→ WORK TO COMPLETE: Leaving nothing out, set down all the data exactly.

→ SOURCE DATA:
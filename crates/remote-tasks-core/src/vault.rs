//! Time vault: photo and note capsules that unlock on a chosen date.

use serde::{Deserialize, Serialize};
use time::macros::format_description;
use time::{OffsetDateTime, Time};

use crate::collection::{AppendOnly, Draft};
use crate::picker::{pick_one, Payload, Picker};
use crate::selection::Selection;
use crate::state::{Observable, SubscriptionId};
use crate::{Record, ValidationError};

pub const EMPTY_VAULT_MESSAGE: &str = "No time vault memories created";

record_id!(VaultEntryId);

#[derive(Debug, Clone, Serialize, Deserialize, Eq, PartialEq)]
pub struct TimeVaultEntry {
    pub id: VaultEntryId,
    pub photos: Vec<Vec<u8>>,
    pub comment: String,
    #[serde(with = "time::serde::rfc3339")]
    pub open_date: OffsetDateTime,
    #[serde(with = "time::serde::rfc3339")]
    pub created_at: OffsetDateTime,
}

impl TimeVaultEntry {
    /// List title: the first non-empty line of the comment.
    #[must_use]
    pub fn title(&self) -> &str {
        self.comment.split('\n').find(|line| !line.is_empty()).unwrap_or("")
    }

    #[must_use]
    pub fn is_locked(&self, at: OffsetDateTime) -> bool {
        at < self.open_date
    }
}

impl Record for TimeVaultEntry {
    type Id = VaultEntryId;

    fn id(&self) -> VaultEntryId {
        self.id
    }
}

/// Render an open date the way the comment header shows it, e.g. `Jan 05, 2025`.
#[must_use]
pub fn format_open_date(date: OffsetDateTime) -> String {
    date.format(format_description!("[month repr:short] [day], [year]"))
        .unwrap_or_else(|_| date.date().to_string())
}

#[derive(Debug, Clone, Default, Eq, PartialEq)]
pub struct TimeVaultDraft {
    pub photos: Vec<Vec<u8>>,
    pub comment: String,
    /// Defaults to the creation time when omitted.
    pub open_date: Option<OffsetDateTime>,
}

impl TimeVaultDraft {
    /// The comment without its date header line, when one was stamped.
    #[must_use]
    pub fn body(&self) -> &str {
        let Some(open_date) = self.open_date else {
            return &self.comment;
        };
        let (first, rest) = self.comment.split_once('\n').unwrap_or((&self.comment, ""));
        if first == format_open_date(open_date) {
            rest
        } else {
            &self.comment
        }
    }
}

impl Draft for TimeVaultDraft {
    type Record = TimeVaultEntry;

    fn required_fields(&self) -> Vec<(&'static str, &str)> {
        vec![("comment", self.body())]
    }

    fn validate_at(&self, now: OffsetDateTime) -> Result<(), ValidationError> {
        let start_of_today = now.replace_time(Time::MIDNIGHT);
        match self.open_date {
            Some(open_date) if open_date < start_of_today => Err(ValidationError::TooEarly {
                field: "open_date",
                earliest: format_open_date(start_of_today),
            }),
            _ => Ok(()),
        }
    }

    fn into_record(self, now: OffsetDateTime) -> TimeVaultEntry {
        TimeVaultEntry {
            id: VaultEntryId::new(),
            photos: self.photos,
            comment: self.comment,
            open_date: self.open_date.unwrap_or(now),
            created_at: now,
        }
    }
}

/// Create form: photos from the picker, a comment, and an optional open date.
#[derive(Debug, Default)]
pub struct CreateVaultForm {
    photos: Vec<Payload>,
    comment: Observable<String>,
    open_date: Option<OffsetDateTime>,
}

impl CreateVaultForm {
    #[must_use]
    pub fn new() -> Self {
        Self::default()
    }

    /// Run the image picker once and keep the photo it delivers.
    pub fn add_photo(&mut self, picker: &mut dyn Picker) -> bool {
        match pick_one(picker) {
            Some(photo) => {
                self.photos.push(photo);
                true
            }
            None => false,
        }
    }

    #[must_use]
    pub fn photos(&self) -> &[Payload] {
        &self.photos
    }

    #[must_use]
    pub fn comment(&self) -> &str {
        self.comment.get()
    }

    pub fn set_comment(&mut self, comment: impl Into<String>) {
        self.comment.set(comment.into());
    }

    pub fn subscribe_comment(&mut self, callback: impl FnMut(&String) + 'static) -> SubscriptionId {
        self.comment.subscribe(callback)
    }

    #[must_use]
    pub fn open_date(&self) -> Option<OffsetDateTime> {
        self.open_date
    }

    /// Set the open date and stamp it as the comment's first line,
    /// replacing any existing first line.
    pub fn choose_open_date(&mut self, date: OffsetDateTime) {
        self.open_date = Some(date);
        let header = format_open_date(date);
        self.comment.update(|comment| {
            *comment = match comment.split_once('\n') {
                Some((_, rest)) => format!("{header}\n{rest}"),
                None => format!("{header}\n"),
            };
        });
    }

    #[must_use]
    pub fn into_draft(self) -> TimeVaultDraft {
        TimeVaultDraft {
            photos: self.photos.into_iter().map(|photo| photo.bytes).collect(),
            comment: self.comment.get().clone(),
            open_date: self.open_date,
        }
    }
}

/// Vault list and entry detail screen.
#[derive(Debug, Default)]
pub struct TimeVault {
    entries: AppendOnly<TimeVaultEntry>,
    open: Selection<TimeVaultEntry>,
}

impl TimeVault {
    #[must_use]
    pub fn new() -> Self {
        Self::default()
    }

    #[must_use]
    pub fn entries(&self) -> &[TimeVaultEntry] {
        self.entries.items()
    }

    /// Placeholder text for an empty list, if the list is empty.
    #[must_use]
    pub fn empty_message(&self) -> Option<&'static str> {
        self.entries.is_empty().then_some(EMPTY_VAULT_MESSAGE)
    }

    /// # Errors
    /// Returns [`ValidationError`] naming `comment` when blank, or
    /// `open_date` when it falls before today.
    pub fn create(&mut self, form: CreateVaultForm) -> Result<&TimeVaultEntry, ValidationError> {
        self.entries.append(form.into_draft())
    }

    /// [`TimeVault::create`] with an explicit clock reading.
    ///
    /// # Errors
    /// Same as [`TimeVault::create`].
    pub fn create_at(
        &mut self,
        form: CreateVaultForm,
        now: OffsetDateTime,
    ) -> Result<&TimeVaultEntry, ValidationError> {
        self.entries.append_at(form.into_draft(), now)
    }

    pub fn open_entry(&mut self, id: VaultEntryId) -> Option<&TimeVaultEntry> {
        let entry = self.entries.get(id)?.clone();
        self.open.select(entry);
        self.open.current()
    }

    pub fn close_entry(&mut self) -> Option<TimeVaultEntry> {
        self.open.clear()
    }

    #[must_use]
    pub fn opened(&self) -> Option<&TimeVaultEntry> {
        self.open.current()
    }

    /// Entries whose open date has passed at `at`.
    pub fn unlocked(&self, at: OffsetDateTime) -> impl Iterator<Item = &TimeVaultEntry> + '_ {
        self.entries.items().iter().filter(move |entry| !entry.is_locked(at))
    }
}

→ SOLUTION BELOW:
filename crates/remote-tasks-core/src/vault.rs
//! Time vault: photo and note capsules that unlock on a chosen date.

use serde::{Deserialize, Serialize};
use time::macros::format_description;
use time::{OffsetDateTime, Time};

use crate::collection::{AppendOnly, Draft};
use crate::picker::{pick_one, Payload, Picker};
use crate::selection::Selection;
use crate::state::{Observable, SubscriptionId};
use crate::{Record, ValidationError};

pub const EMPTY_VAULT_MESSAGE: &str = "No time vault memories created";

record_id!(VaultEntryId);

#[derive(Debug, Clone, Serialize, Deserialize, Eq, PartialEq)]
pub struct TimeVaultEntry {
    pub id: VaultEntryId,
    pub photos: Vec<Vec<u8>>,
    pub comment: String,
    #[serde(with = "time::serde::rfc3339")]
    pub open_date: OffsetDateTime,
    #[serde(with = "time::serde::rfc3339")]
    pub created_at: OffsetDateTime,
}

impl TimeVaultEntry {
    /// List title: the first non-empty line of the comment.
    #[must_use]
    pub fn title(&self) -> &str {
        self.comment.split('\n').find(|line| !line.is_empty()).unwrap_or("")
    }

    #[must_use]
    pub fn is_locked(&self, at: OffsetDateTime) -> bool {
        at < self.open_date
    }
}

impl Record for TimeVaultEntry {
    type Id = VaultEntryId;

    fn id(&self) -> VaultEntryId {
        self.id
    }
}

/// Render an open date the way the comment header shows it, e.g. `Jan 05, 2025`.
#[must_use]
pub fn format_open_date(date: OffsetDateTime) -> String {
    date.format(format_description!("[month repr:short] [day], [year]"))
        .unwrap_or_else(|_| date.date().to_string())
}

#[derive(Debug, Clone, Default, Eq, PartialEq)]
pub struct TimeVaultDraft {
    pub photos: Vec<Vec<u8>>,
    pub comment: String,
    /// Defaults to the creation time when omitted.
    pub open_date: Option<OffsetDateTime>,
}

impl TimeVaultDraft {
    /// The comment without its date header line, when one was stamped.
    #[must_use]
    pub fn body(&self) -> &str {
        let Some(open_date) = self.open_date else {
            return &self.comment;
        };
        let (first, rest) = self.comment.split_once('\n').unwrap_or((&self.comment, ""));
        if first == format_open_date(open_date) {
            rest
        } else {
            &self.comment
        }
    }
}

impl Draft for TimeVaultDraft {
    type Record = TimeVaultEntry;

    fn required_fields(&self) -> Vec<(&'static str, &str)> {
        vec![("comment", self.body())]
    }

    fn validate_at(&self, now: OffsetDateTime) -> Result<(), ValidationError> {
        let start_of_today = now.replace_time(Time::MIDNIGHT);
        match self.open_date {
            Some(open_date) if open_date < start_of_today => Err(ValidationError::TooEarly {
                field: "open_date",
                earliest: format_open_date(start_of_today),
            }),
            _ => Ok(()),
        }
    }

    fn into_record(self, now: OffsetDateTime) -> TimeVaultEntry {
        TimeVaultEntry {
            id: VaultEntryId::new(),
            photos: self.photos,
            comment: self.comment,
            open_date: self.open_date.unwrap_or(now),
            created_at: now,
        }
    }
}

/// Create form: photos from the picker, a comment, and an optional open date.
#[derive(Debug, Default)]
pub struct CreateVaultForm {
    photos: Vec<Payload>,
    comment: Observable<String>,
    open_date: Option<OffsetDateTime>,
}

impl CreateVaultForm {
    #[must_use]
    pub fn new() -> Self {
        Self::default()
    }

    /// Run the image picker once and keep the photo it delivers.
    pub fn add_photo(&mut self, picker: &mut dyn Picker) -> bool {
        match pick_one(picker) {
            Some(photo) => {
                self.photos.push(photo);
                true
            }
            None => false,
        }
    }

    #[must_use]
    pub fn photos(&self) -> &[Payload] {
        &self.photos
    }

    #[must_use]
    pub fn comment(&self) -> &str {
        self.comment.get()
    }

    pub fn set_comment(&mut self, comment: impl Into<String>) {
        self.comment.set(comment.into());
    }

    pub fn subscribe_comment(&mut self, callback: impl FnMut(&String) + 'static) -> SubscriptionId {
        self.comment.subscribe(callback)
    }

    #[must_use]
    pub fn open_date(&self) -> Option<OffsetDateTime> {
        self.open_date
    }

    /// Set the open date and stamp it as the comment's first line,
    /// replacing any existing first line.
    pub fn choose_open_date(&mut self, date: OffsetDateTime) {
        self.open_date = Some(date);
        let header = format_open_date(date);
        self.comment.update(|comment| {
            *comment = match comment.split_once('\n') {
                Some((_, rest)) => format!("{header}\n{rest}"),
                None => format!("{header}\n"),
            };
        });
    }

    #[must_use]
    pub fn into_draft(self) -> TimeVaultDraft {
        TimeVaultDraft {
            photos: self.photos.into_iter().map(|photo| photo.bytes).collect(),
            comment: self.comment.get().clone(),
            open_date: self.open_date,
        }
    }
}

/// Vault list and entry detail screen.
#[derive(Debug, Default)]
pub struct TimeVault {
    entries: AppendOnly<TimeVaultEntry>,
    open: Selection<TimeVaultEntry>,
}

impl TimeVault {
    #[must_use]
    pub fn new() -> Self {
        Self::default()
    }

    #[must_use]
    pub fn entries(&self) -> &[TimeVaultEntry] {
        self.entries.items()
    }

    /// Placeholder text for an empty list, if the list is empty.
    #[must_use]
    pub fn empty_message(&self) -> Option<&'static str> {
        self.entries.is_empty().then_some(EMPTY_VAULT_MESSAGE)
    }

    /// # Errors
    /// Returns [`ValidationError`] naming `comment` when blank, or
    /// `open_date` when it falls before today.
    pub fn create(&mut self, form: CreateVaultForm) -> Result<&TimeVaultEntry, ValidationError> {
        self.entries.append(form.into_draft())
    }

    /// [`TimeVault::create`] with an explicit clock reading.
    ///
    /// # Errors
    /// Same as [`TimeVault::create`].
    pub fn create_at(
        &mut self,
        form: CreateVaultForm,
        now: OffsetDateTime,
    ) -> Result<&TimeVaultEntry, ValidationError> {
        self.entries.append_at(form.into_draft(), now)
    }

    pub fn open_entry(&mut self, id: VaultEntryId) -> Option<&TimeVaultEntry> {
        let entry = self.entries.get(id)?.clone();
        self.open.select(entry);
        self.open.current()
    }

    pub fn close_entry(&mut self) -> Option<TimeVaultEntry> {
        self.open.clear()
    }

    #[must_use]
    pub fn opened(&self) -> Option<&TimeVaultEntry> {
        self.open.current()
    }

    /// Entries whose open date has passed at `at`.
    pub fn unlocked(&self, at: OffsetDateTime) -> impl Iterator<Item = &TimeVaultEntry> + '_ {
        self.entries.items().iter().filter(move |entry| !entry.is_locked(at))
    }
}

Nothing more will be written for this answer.